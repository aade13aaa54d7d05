//! # Noki Motion - 后台舵机轨迹控制
//!
//! 本模块提供 Noki 机器人头部的运动控制核心，包括：
//! - 每通道安全限位（min / max / center，命令永远不会越界）
//! - 步进式线性插值（有界时长，整数步数保证精确到达）
//! - 后台节拍线程（固定频率推进所有活动通道并写入硬件）
//! - 请求路径与节拍路径之间的单一互斥边界
//!
//! # 使用场景
//!
//! 上层"场景"逻辑只需要声明目标姿态和时长，不需要关心硬件节拍、
//! 过冲或机械安全范围。任意线程都可以安全地并发调用公开 API。
//!
//! # Example
//!
//! ```no_run
//! use noki_motion::ServoController;
//! use noki_pwm::Pca9685Driver;
//! use std::time::Duration;
//!
//! # fn main() -> Result<(), Box<dyn std::error::Error>> {
//! let driver = Pca9685Driver::open_default()?;
//! let controller = ServoController::builder().build(driver)?;
//!
//! // 抬头（通道 0）+ 低头（通道 3），1 秒完成
//! controller.move_to(&[(0, Some(80.0)), (3, Some(20.0))], Duration::from_secs(1))?;
//!
//! // 两秒内全部回中
//! controller.center_all(Duration::from_secs(2))?;
//! # Ok(())
//! # }
//! ```

mod builder;
mod controller;
mod error;
pub mod limits;
pub mod metrics;
mod trajectory;

pub use builder::ControllerBuilder;
pub use controller::ServoController;
pub use error::MotionError;
pub use limits::{DEFAULT_TICK_HZ, Limit, default_limits};
pub use metrics::{MetricsSnapshot, MotionMetrics};
pub use trajectory::Trajectory;

// 重新导出硬件层能力，多数用户不需要直接依赖 noki-pwm
pub use noki_pwm::{PwmError, ServoDriver};
//! 移动命令
//!
//! 把若干通道移动到目标角度；越界目标由控制器截断到安全边界。

use anyhow::{Context, Result};
use clap::Args;
use noki_sdk::ServoController;
use std::time::Duration;

/// 移动命令参数
#[derive(Args, Debug)]
pub struct MoveCommand {
    /// 目标列表，逗号分隔的 `通道=角度` 对
    /// 例如：`0=80,3=20`；角度写 `-` 表示保持该通道的在途运动
    #[arg(short, long)]
    pub targets: String,

    /// 运动时长（秒），非正值表示下一拍直接到位
    #[arg(short, long, default_value_t = 1.0)]
    pub duration: f64,
}

impl MoveCommand {
    /// 解析目标列表
    pub fn parse_targets(&self) -> Result<Vec<(u8, Option<f64>)>> {
        let mut targets = Vec::new();
        for pair in self.targets.split(',') {
            let pair = pair.trim();
            if pair.is_empty() {
                continue;
            }
            let (channel, angle) = pair
                .split_once('=')
                .with_context(|| format!("expected `channel=angle`, got {:?}", pair))?;
            let channel: u8 = channel
                .trim()
                .parse()
                .with_context(|| format!("invalid channel {:?}", channel))?;
            let angle = match angle.trim() {
                "-" | "none" => None,
                value => Some(
                    value
                        .parse::<f64>()
                        .with_context(|| format!("invalid angle {:?}", value))?,
                ),
            };
            targets.push((channel, angle));
        }
        if targets.is_empty() {
            anyhow::bail!("no targets given; use e.g. --targets 0=80,3=20");
        }
        Ok(targets)
    }

    pub fn execute(self, controller: &ServoController) -> Result<()> {
        let targets = self.parse_targets()?;
        let duration = if self.duration > 0.0 {
            Duration::from_secs_f64(self.duration)
        } else {
            Duration::ZERO
        };

        controller.move_to(&targets, duration)?;

        // One-shot 模式：等运动完成再退出（多留两拍余量）
        std::thread::sleep(duration + controller.tick_interval() * 2);

        println!("angles: {:?}", controller.get_angles());
        controller.stop();
        Ok(())
    }
}

#[cfg(test)]
mod tests {
    use super::*;

    fn command(targets: &str) -> MoveCommand {
        MoveCommand {
            targets: targets.to_string(),
            duration: 1.0,
        }
    }

    #[test]
    fn test_parse_single_target() {
        let targets = command("0=80").parse_targets().unwrap();
        assert_eq!(targets, vec![(0, Some(80.0))]);
    }

    #[test]
    fn test_parse_multiple_targets_with_hold() {
        let targets = command("0=80, 3=20, 1=-").parse_targets().unwrap();
        assert_eq!(targets, vec![(0, Some(80.0)), (3, Some(20.0)), (1, None)]);
    }

    #[test]
    fn test_parse_none_keyword() {
        let targets = command("2=none").parse_targets().unwrap();
        assert_eq!(targets, vec![(2, None)]);
    }

    #[test]
    fn test_parse_rejects_garbage() {
        assert!(command("0:80").parse_targets().is_err());
        assert!(command("x=80").parse_targets().is_err());
        assert!(command("0=up").parse_targets().is_err());
        assert!(command("").parse_targets().is_err());
    }
}
//! # Noki PWM Adapter Layer
//!
//! PWM 舵机硬件抽象层，提供统一的舵机驱动接口。
//!
//! 本层只关心"把某个通道推到某个角度"这一件事；插值、限位和节拍
//! 都由上层 [`noki-motion`](https://crates.io/crates/noki-motion) 负责。

use thiserror::Error;

#[cfg(target_os = "linux")]
pub mod pca9685;

#[cfg(target_os = "linux")]
pub use pca9685::Pca9685Driver;

#[cfg(feature = "mock")]
pub mod mock;

#[cfg(feature = "mock")]
pub use mock::{MockHandle, MockServoDriver};

/// PCA9685 板载通道数
pub const CHANNEL_COUNT: u8 = 16;

/// PWM 适配层统一错误类型
#[derive(Error, Debug)]
pub enum PwmError {
    #[error("IO Error: {0}")]
    Io(#[from] std::io::Error),
    #[error("Device Error: {0}")]
    Device(#[from] PwmDeviceError),
    #[error("Channel {0} out of range (0-15)")]
    ChannelOutOfRange(u8),
    #[error("Device not started")]
    NotStarted,
}

/// 设备/后端错误的结构化分类
#[derive(Debug, Clone, Copy, PartialEq, Eq)]
pub enum PwmDeviceErrorKind {
    Unknown,
    NotFound,
    NoDevice,
    AccessDenied,
    Busy,
    UnsupportedConfig,
    Backend,
}

/// 结构化设备错误
#[derive(Error, Debug, Clone)]
#[error("{kind:?}: {message}")]
pub struct PwmDeviceError {
    pub kind: PwmDeviceErrorKind,
    pub message: String,
}

impl PwmDeviceError {
    pub fn new(kind: PwmDeviceErrorKind, message: impl Into<String>) -> Self {
        Self {
            kind,
            message: message.into(),
        }
    }

    pub fn is_fatal(&self) -> bool {
        matches!(
            self.kind,
            PwmDeviceErrorKind::NoDevice
                | PwmDeviceErrorKind::AccessDenied
                | PwmDeviceErrorKind::NotFound
        )
    }
}

impl From<String> for PwmDeviceError {
    fn from(message: String) -> Self {
        Self::new(PwmDeviceErrorKind::Unknown, message)
    }
}

impl From<&str> for PwmDeviceError {
    fn from(message: &str) -> Self {
        Self::new(PwmDeviceErrorKind::Unknown, message)
    }
}

/// 舵机驱动能力
///
/// 被运动控制层持有并在后台节拍线程中调用，因此要求写入在节拍频率
/// （默认 50Hz）下是安全且幂等的。
pub trait ServoDriver {
    /// 把 `channel` 推到 `angle_deg`（度）
    fn set_position(&mut self, channel: u8, angle_deg: f64) -> Result<(), PwmError>;

    /// 读取 `channel` 的当前角度（度）
    ///
    /// 大多数 PWM 板不能回读脉宽，默认返回 `Ok(None)`，
    /// 由上层用通道的中心角初始化。
    fn position(&mut self, _channel: u8) -> Result<Option<f64>, PwmError> {
        Ok(None)
    }
}

#[cfg(test)]
mod tests {
    use super::*;

    #[test]
    fn test_pwm_device_error_display() {
        let err = PwmDeviceError::new(PwmDeviceErrorKind::AccessDenied, "permission denied");
        let msg = format!("{}", err);
        assert!(msg.contains("AccessDenied"));
        assert!(msg.contains("permission denied"));
    }

    #[test]
    fn test_pwm_device_error_fatal() {
        assert!(PwmDeviceError::new(PwmDeviceErrorKind::NoDevice, "gone").is_fatal());
        assert!(PwmDeviceError::new(PwmDeviceErrorKind::AccessDenied, "denied").is_fatal());
        assert!(!PwmDeviceError::new(PwmDeviceErrorKind::Busy, "busy").is_fatal());
        assert!(!PwmDeviceError::new(PwmDeviceErrorKind::Unknown, "?").is_fatal());
    }

    #[test]
    fn test_pwm_error_from_device_error() {
        let device_err = PwmDeviceError::new(PwmDeviceErrorKind::Backend, "i2c write failed");
        let err: PwmError = device_err.into();
        match err {
            PwmError::Device(e) => assert_eq!(e.kind, PwmDeviceErrorKind::Backend),
            _ => panic!("Expected Device variant"),
        }
    }

    #[test]
    fn test_channel_out_of_range_display() {
        let err = PwmError::ChannelOutOfRange(42);
        assert_eq!(format!("{}", err), "Channel 42 out of range (0-15)");
    }

    #[test]
    fn test_servo_driver_default_position() {
        struct WriteOnly;
        impl ServoDriver for WriteOnly {
            fn set_position(&mut self, _channel: u8, _angle_deg: f64) -> Result<(), PwmError> {
                Ok(())
            }
        }

        let mut driver = WriteOnly;
        assert!(driver.position(0).unwrap().is_none());
    }
}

| Required action |
What lines in the material above hold the word "NotFound"? Pull them out.

| Answer to this exercise |
    NotFound,
                | PwmDeviceErrorKind::NotFound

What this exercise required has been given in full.